Le « roi des forains » Marcel Campion a
menacé de « bloquer Paris » à compter de ce lundi 6 novembre 2017 si la mairie ne revenait pas sur sa décision de lui interdire l’installation du marché de Noël sur les Champs-Elysées cette année.
Au-delà du simple fait que la menace n’est jamais une méthode acceptable de résolution des différends (d’autant plus face à une personne publique), M. Campion est particulièrement mal-fondé à exiger de la Ville de Paris qu’elle revienne sur sa décision en la matière.
En effet, l’installation du village de Noël sur la partie basse des Champs-Elysées à Paris (entre le rond-point Marcel Dassault et la place de la Concorde) constitue juridiquement une occupation temporaire du domaine public.
Cette convention a été conclue pour une durée de 2 ans, renouvelable par décision expresse de l’autorité administrative deux fois maximum, pour la même durée.
Or force est de constater que le « roi des forains » ne peut aujourd’hui se prévaloir d’aucun droit acquis à l’installation du marché de Noël sur l’avenue des Champs-Elysées.
En premier lieu, il est constant qu’aucune décision expresse de la Ville de Paris n’est venue renouveler expressément la convention conclue le 12 octobre 2015 : au terme des deux premières années d’exécution, et à défaut de reconduction expresse, la convention est donc devenue caduque le 12 octobre 2017.
En deuxième lieu, par une
délibération du 5 juillet 2017 votée à l'unanimité, le Conseil de Paris, siégeant en formation de conseil municipal a émis le vœu que la convention conclue avec les forains ne soit pas renouvelée au terme des deux premières années d’exécution. Ce vœu a été entériné par Madame le maire de Paris, qui s’est abstenue de renouveler ladite convention.
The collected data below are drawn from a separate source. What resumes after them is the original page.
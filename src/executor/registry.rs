use std::sync::Arc;

use crate::config::ActionProfile;
use crate::errors::{PilotError, PilotResult};
use crate::executor::actions::DeviceAction;
use crate::executor::device::Device;
use crate::llm::tools::tools_for_profile;
use crate::llm::types::{ToolCall, ToolDef};

/// Validates tool calls against the active profile and dispatches them to a device.
pub struct ActionRegistry {
    device: Arc<dyn Device>,
    profile: ActionProfile,
    tools: Vec<ToolDef>,
}

impl ActionRegistry {
    pub fn new(device: Arc<dyn Device>, profile: ActionProfile) -> PilotResult<Self> {
        let tools = tools_for_profile(profile)?;
        tracing::debug!(
            device = %device.name(),
            ?profile,
            actions = ?tools.iter().map(|t| t.name.as_str()).collect::<Vec<_>>(),
            "action registry ready"
        );
        Ok(Self {
            device,
            profile,
            tools,
        })
    }

    pub fn profile(&self) -> ActionProfile {
        self.profile
    }

    /// Schemas offered to the reasoning service.
    pub fn tools(&self) -> &[ToolDef] {
        &self.tools
    }

    /// Validate a call. Names outside the active profile are unknown.
    pub fn parse(&self, call: &ToolCall) -> PilotResult<DeviceAction> {
        if !self.tools.iter().any(|t| t.name == call.name) {
            return Err(PilotError::UnknownTool(call.name.clone()));
        }
        DeviceAction::parse(call)
    }

    /// Run one call and return the confirmation text fed back as its tool result.
    pub async fn execute(&self, call: &ToolCall) -> PilotResult<String> {
        let action = self.parse(call)?;
        tracing::info!(tool = %call.name, id = %call.id, input = %call.input, "executing action");

        let device = self.device.as_ref();
        let confirmation = match action {
            DeviceAction::MoveCursor { direction, distance } => {
                let (dx, dy) = direction.offset(distance);
                device.move_relative(dx, dy).await?;
                format!("Cursor moved {} by {distance} pixels.", direction.as_str())
            }
            DeviceAction::ClickCursor => {
                device.click().await?;
                "Click performed successfully.".to_string()
            }
            DeviceAction::Tap { at } => {
                device.tap(at).await?;
                format!("Tapped at {at}.")
            }
            DeviceAction::LongPress { at, duration_ms } => {
                device.long_press(at, duration_ms).await?;
                format!("Long pressed at {at} for {duration_ms} ms.")
            }
            DeviceAction::Swipe { from, to, duration_ms } => {
                device.swipe(from, to, duration_ms).await?;
                format!("Swiped from {from} to {to} over {duration_ms} ms.")
            }
            DeviceAction::InputText { at, text } => {
                device.input_text(at, &text).await?;
                format!("Entered text \"{text}\" at {at}.")
            }
            DeviceAction::PressKey { key } => {
                device.press_key(key).await?;
                format!("Pressed {} key.", key.as_str())
            }
            DeviceAction::Done { .. } => {
                return Err(PilotError::Executor(
                    "done ends the session and is never dispatched to a device".into(),
                ))
            }
        };

        tracing::debug!(tool = %call.name, result = %confirmation, "action complete");
        Ok(confirmation)
    }
}

#[cfg(test)]
mod tests {
    use super::*;
    use crate::executor::actions::SystemKey;
    use crate::perception::types::Point;
    use async_trait::async_trait;
    use serde_json::json;
    use std::sync::Mutex;

    #[derive(Default)]
    struct Recorder {
        calls: Mutex<Vec<String>>,
    }

    #[async_trait]
    impl Device for Recorder {
        fn name(&self) -> &str {
            "recorder"
        }

        async fn move_relative(&self, dx: i32, dy: i32) -> PilotResult<()> {
            self.calls.lock().unwrap().push(format!("move {dx} {dy}"));
            Ok(())
        }

        async fn tap(&self, at: Point) -> PilotResult<()> {
            self.calls.lock().unwrap().push(format!("tap {} {}", at.x, at.y));
            Ok(())
        }

        async fn press_key(&self, key: SystemKey) -> PilotResult<()> {
            self.calls.lock().unwrap().push(format!("key {}", key.as_str()));
            Ok(())
        }
    }

    fn call(name: &str, input: serde_json::Value) -> ToolCall {
        ToolCall {
            id: format!("id_{name}"),
            name: name.into(),
            input,
        }
    }

    #[tokio::test]
    async fn confirmations_match_wire_text() {
        let device = Arc::new(Recorder::default());
        let registry = ActionRegistry::new(device.clone(), ActionProfile::Full).unwrap();

        assert_eq!(
            registry.execute(&call("move_cursor", json!({"direction": "down", "distance": 25}))).await.unwrap(),
            "Cursor moved down by 25 pixels."
        );
        assert_eq!(
            registry.execute(&call("tap", json!({"x": 120, "y": 340}))).await.unwrap(),
            "Tapped at (120, 340)."
        );
        assert_eq!(
            registry.execute(&call("press_key", json!({"key": "volume_up"}))).await.unwrap(),
            "Pressed volume_up key."
        );
        assert_eq!(
            *device.calls.lock().unwrap(),
            vec!["move 0 25", "tap 120 340", "key volume_up"]
        );
    }

    #[tokio::test]
    async fn actions_outside_profile_are_unknown() {
        let device = Arc::new(Recorder::default());
        let registry = ActionRegistry::new(device.clone(), ActionProfile::Cursor).unwrap();
        let err = registry.execute(&call("tap", json!({"x": 1, "y": 1}))).await.unwrap_err();
        assert!(matches!(err, PilotError::UnknownTool(ref n) if n == "tap"));
        assert!(device.calls.lock().unwrap().is_empty());
    }

    #[tokio::test]
    async fn unsupported_primitive_is_an_executor_error() {
        let registry = ActionRegistry::new(Arc::new(Recorder::default()), ActionProfile::Full).unwrap();
        let err = registry.execute(&call("click_cursor", json!({}))).await.unwrap_err();
        assert!(matches!(err, PilotError::Executor(_)));
    }

    #[tokio::test]
    async fn done_is_never_dispatched() {
        let registry = ActionRegistry::new(Arc::new(Recorder::default()), ActionProfile::Touch).unwrap();
        let done = call("done", json!({"status": "completed", "reason": "x"}));
        assert!(registry.parse(&done).is_ok());
        assert!(matches!(registry.execute(&done).await, Err(PilotError::Executor(_))));
    }

    #[tokio::test]
    async fn invalid_input_does_not_reach_device() {
        let device = Arc::new(Recorder::default());
        let registry = ActionRegistry::new(device.clone(), ActionProfile::Touch).unwrap();
        let err = registry.execute(&call("tap", json!({"x": 1}))).await.unwrap_err();
        assert!(matches!(err, PilotError::InvalidToolInput { .. }));
        assert!(device.calls.lock().unwrap().is_empty());
    }
}
use std::sync::Arc;
use std::time::Duration;

use crate::agent_engine::conversation::ConversationStore;
use crate::agent_engine::event_bus::{AgentEvent, EventBus};
use crate::agent_engine::history::SessionHistory;
use crate::agent_engine::loop_control::{Checkpoint, LoopControl};
use crate::agent_engine::state::{AgentPhase, Completion, Outcome, Task};
use crate::config::SessionConfig;
use crate::errors::PilotError;
use crate::executor::actions::DeviceAction;
use crate::executor::registry::ActionRegistry;
use crate::llm::provider::ReasoningClient;
use crate::llm::types::{CallConfig, ReasoningRequest, Segment, StopReason, ToolCall, Turn};
use crate::perception::traits::CaptureGateway;
use crate::perception::types::Observation;

pub const REASON_CAPTURE_FAILED: &str = "screenshot capture failed";
pub const REASON_TRANSPORT_FAILED: &str = "failed to communicate with remote service";
pub const REASON_CANCELLED: &str = "task cancelled";

/// Timing and size limits for one session.
#[derive(Debug, Clone, Copy, PartialEq, Eq)]
pub struct SessionSettings {
    pub max_turns: usize,
    pub iteration_delay: Duration,
    pub pause_poll: Duration,
}

impl SessionSettings {
    pub fn from_config(session: &SessionConfig) -> Self {
        Self {
            max_turns: session.max_turns,
            iteration_delay: Duration::from_millis(session.iteration_delay_ms),
            pause_poll: Duration::from_millis(session.pause_poll_ms),
        }
    }
}

impl Default for SessionSettings {
    fn default() -> Self {
        Self::from_config(&SessionConfig::default())
    }
}

/// Why the loop stopped, before it is turned into a [`Completion`].
struct Termination {
    outcome: Outcome,
    reason: String,
    detail: Option<String>,
}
Enfin, en dernier lieu, il n’y a pas l’ombre d’un doute sur le caractère juridiquement temporaire, précaire et révocable de toute convention d’occupation du domaine public. Le Code général de la propriété des personnes publiques (CGPP) dispose ainsi que :
- L'occupation ou l'utilisation du domaine public ne peut être que temporaire (A.L.2122-2 CGPP),
- L'autorisation d’occupation du domaine public présente un caractère précaire et révocable (A.L.2122-3 CGPP).
Le non-renouvellement d’une convention d’occupation du domaine public n’est ainsi jamais une sanction infligée au cocontractant, mais un pouvoir légitime de la personne publique qui reste toujours maître de la gestion de son domaine. Dès lors, de jurisprudence constante, il résulte des principes généraux de la domanialité publique que les titulaires d'autorisation d’occupation n'ont pas de droit acquis au renouvellement de leur titre (CE, 14 octobre 1991, n°
95857), et que la personne publique peut toujours s’opposer au renouvellement pour motif d’intérêt général (CE, 25 janvier 2017, Commune de Port-Vendres, n°
395314).
Coutumier des actions « coup de poing », le « roi des forains » Marcel Campion menace aujourd’hui de bloquer Paris, et d’installer de force son marché de Noël, estimant subir un important préjudice. Mais il confond faveur et droit acquis : c’est une erreur à la fois économique et juridique que d'escompter un chiffre d’affaires sur la reconduction d’une convention d’occupation du domaine public, par définition toujours incertaine. Il lui sera par ailleurs rappelé qu’un rapport provisoire de la Chambre régionale d’Île-de-France a très récemment étrillé sa gestion du marché de Noël de Paris entre 2010 et 2016, relevant
« une gestion émaillée de nombreuses irrégularités, (qui) paraît échapper aux lois de la concurrence tout en ne fournissant que des revenus modestes au budget de Paris » (
Le Point).
Il est donc clair que le "roi des forains" ne dispose à ce jour d'aucun titre l'habilitant à occuper l'avenue des Champs-Elysées avec son marché de Noël. Or nul ne peut, sans disposer d'un titre l'y habilitant, occuper une dépendance du domaine public (
A.L.2122-1 CGPP). Dans l’hypothèse où Marcel Campion installerait, malgré tout, son marché de force sur la plus belle avenue du monde, il se rendrait coupable d’une occupation sans titre du domaine public, justifiant une saisine en urgence par l’autorité administrative du juge des référés qui ordonnera son expulsion sans délai (
A.L.521-3 CJA).
Nous ne pouvons donc que le lui déconseiller.